PROBLEM TO WORK ON: Gather, from the data below, each line in which the word "info" occurs.

Extracted records:
------

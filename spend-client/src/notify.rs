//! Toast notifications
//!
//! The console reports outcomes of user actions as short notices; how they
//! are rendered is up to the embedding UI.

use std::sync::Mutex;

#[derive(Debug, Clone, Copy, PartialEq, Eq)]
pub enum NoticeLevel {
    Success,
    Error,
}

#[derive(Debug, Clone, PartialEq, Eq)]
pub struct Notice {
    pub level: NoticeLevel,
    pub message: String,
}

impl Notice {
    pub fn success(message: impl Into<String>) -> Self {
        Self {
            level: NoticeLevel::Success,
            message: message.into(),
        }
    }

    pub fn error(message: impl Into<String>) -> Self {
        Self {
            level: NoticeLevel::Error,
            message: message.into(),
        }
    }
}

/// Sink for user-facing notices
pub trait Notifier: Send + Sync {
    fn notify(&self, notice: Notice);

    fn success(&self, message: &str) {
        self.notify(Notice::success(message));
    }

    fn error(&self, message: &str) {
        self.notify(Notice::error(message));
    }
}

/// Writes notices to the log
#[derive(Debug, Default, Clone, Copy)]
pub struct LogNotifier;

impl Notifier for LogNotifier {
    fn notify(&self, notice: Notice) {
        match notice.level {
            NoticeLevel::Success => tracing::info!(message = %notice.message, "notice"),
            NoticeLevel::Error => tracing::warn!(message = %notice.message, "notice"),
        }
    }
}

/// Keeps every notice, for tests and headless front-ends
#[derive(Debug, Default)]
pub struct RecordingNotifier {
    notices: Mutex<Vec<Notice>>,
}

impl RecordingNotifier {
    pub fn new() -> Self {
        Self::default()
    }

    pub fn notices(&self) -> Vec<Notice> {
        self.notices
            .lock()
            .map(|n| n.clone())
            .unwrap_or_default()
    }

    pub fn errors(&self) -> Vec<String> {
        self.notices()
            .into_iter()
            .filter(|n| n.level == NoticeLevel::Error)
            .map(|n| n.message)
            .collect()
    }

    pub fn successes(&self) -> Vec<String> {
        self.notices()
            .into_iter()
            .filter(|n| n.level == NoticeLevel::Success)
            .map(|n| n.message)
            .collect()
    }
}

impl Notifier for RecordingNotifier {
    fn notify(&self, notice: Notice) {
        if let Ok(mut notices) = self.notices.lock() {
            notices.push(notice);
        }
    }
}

------

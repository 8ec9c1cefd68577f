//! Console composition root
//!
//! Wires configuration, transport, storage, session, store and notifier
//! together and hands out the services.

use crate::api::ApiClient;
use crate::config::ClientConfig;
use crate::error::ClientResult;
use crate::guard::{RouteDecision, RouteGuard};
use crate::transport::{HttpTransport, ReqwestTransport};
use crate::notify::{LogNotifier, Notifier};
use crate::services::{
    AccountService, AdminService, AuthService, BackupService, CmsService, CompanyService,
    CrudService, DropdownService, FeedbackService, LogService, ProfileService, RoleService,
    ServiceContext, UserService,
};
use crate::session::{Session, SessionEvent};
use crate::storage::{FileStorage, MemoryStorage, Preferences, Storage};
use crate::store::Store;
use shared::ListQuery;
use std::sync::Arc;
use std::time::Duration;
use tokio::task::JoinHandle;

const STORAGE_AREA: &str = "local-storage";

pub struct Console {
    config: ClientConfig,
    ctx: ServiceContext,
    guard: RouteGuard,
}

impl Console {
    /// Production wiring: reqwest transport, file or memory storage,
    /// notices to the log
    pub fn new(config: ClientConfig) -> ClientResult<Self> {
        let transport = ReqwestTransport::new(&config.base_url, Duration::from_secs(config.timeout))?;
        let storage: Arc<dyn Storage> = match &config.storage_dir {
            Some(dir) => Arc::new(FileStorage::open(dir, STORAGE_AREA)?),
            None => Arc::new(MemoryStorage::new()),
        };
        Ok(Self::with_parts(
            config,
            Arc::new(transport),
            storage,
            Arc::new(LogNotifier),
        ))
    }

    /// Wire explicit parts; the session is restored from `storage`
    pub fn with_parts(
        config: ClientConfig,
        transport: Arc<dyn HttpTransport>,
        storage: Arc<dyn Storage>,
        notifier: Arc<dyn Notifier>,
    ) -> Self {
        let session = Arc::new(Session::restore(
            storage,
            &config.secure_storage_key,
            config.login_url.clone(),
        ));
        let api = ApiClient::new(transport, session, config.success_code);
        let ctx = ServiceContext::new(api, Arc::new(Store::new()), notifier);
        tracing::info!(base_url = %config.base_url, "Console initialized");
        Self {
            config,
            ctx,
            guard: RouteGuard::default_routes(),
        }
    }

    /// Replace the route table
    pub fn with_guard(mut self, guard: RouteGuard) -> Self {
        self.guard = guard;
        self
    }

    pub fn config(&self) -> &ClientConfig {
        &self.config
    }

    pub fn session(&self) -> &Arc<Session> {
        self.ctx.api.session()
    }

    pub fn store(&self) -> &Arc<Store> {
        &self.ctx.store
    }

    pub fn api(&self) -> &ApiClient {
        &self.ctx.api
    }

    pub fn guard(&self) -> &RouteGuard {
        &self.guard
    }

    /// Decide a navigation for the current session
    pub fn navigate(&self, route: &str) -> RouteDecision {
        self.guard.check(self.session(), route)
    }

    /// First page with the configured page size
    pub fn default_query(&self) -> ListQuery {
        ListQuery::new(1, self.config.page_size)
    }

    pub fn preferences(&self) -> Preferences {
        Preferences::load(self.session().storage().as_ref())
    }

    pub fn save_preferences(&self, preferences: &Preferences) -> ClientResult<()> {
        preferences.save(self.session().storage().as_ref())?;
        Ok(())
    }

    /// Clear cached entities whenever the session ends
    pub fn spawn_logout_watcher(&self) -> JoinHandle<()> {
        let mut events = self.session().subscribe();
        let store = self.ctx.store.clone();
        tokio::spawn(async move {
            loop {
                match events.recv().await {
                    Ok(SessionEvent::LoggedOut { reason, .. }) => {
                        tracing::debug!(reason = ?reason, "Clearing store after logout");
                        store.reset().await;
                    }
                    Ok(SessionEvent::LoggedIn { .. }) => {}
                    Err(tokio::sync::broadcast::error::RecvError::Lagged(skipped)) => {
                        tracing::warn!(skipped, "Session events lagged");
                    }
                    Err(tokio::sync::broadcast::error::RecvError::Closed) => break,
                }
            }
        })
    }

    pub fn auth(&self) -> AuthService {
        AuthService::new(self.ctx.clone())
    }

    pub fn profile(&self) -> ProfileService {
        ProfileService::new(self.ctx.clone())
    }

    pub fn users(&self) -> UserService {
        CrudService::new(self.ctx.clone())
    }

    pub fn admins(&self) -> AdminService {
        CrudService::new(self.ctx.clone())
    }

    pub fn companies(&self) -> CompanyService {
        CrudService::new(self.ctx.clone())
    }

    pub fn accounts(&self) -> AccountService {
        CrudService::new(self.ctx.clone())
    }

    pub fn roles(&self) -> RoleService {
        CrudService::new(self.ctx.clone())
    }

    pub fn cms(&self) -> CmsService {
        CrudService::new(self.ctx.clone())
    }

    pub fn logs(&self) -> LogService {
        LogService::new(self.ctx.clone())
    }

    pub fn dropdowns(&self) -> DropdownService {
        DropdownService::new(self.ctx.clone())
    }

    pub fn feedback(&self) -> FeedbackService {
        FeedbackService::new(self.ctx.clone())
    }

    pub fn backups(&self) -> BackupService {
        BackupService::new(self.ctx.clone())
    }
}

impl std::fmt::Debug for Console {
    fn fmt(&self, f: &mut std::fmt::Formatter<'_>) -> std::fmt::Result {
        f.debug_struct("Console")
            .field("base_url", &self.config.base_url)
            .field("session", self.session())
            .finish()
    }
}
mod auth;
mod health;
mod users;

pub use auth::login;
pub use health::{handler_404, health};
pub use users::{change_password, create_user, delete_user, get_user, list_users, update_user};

------

YOUR SOLUTION:
            NoticeLevel::Success => tracing::info!(message = %notice.message, "notice"),
        tracing::info!(base_url = %config.base_url, "Console initialized");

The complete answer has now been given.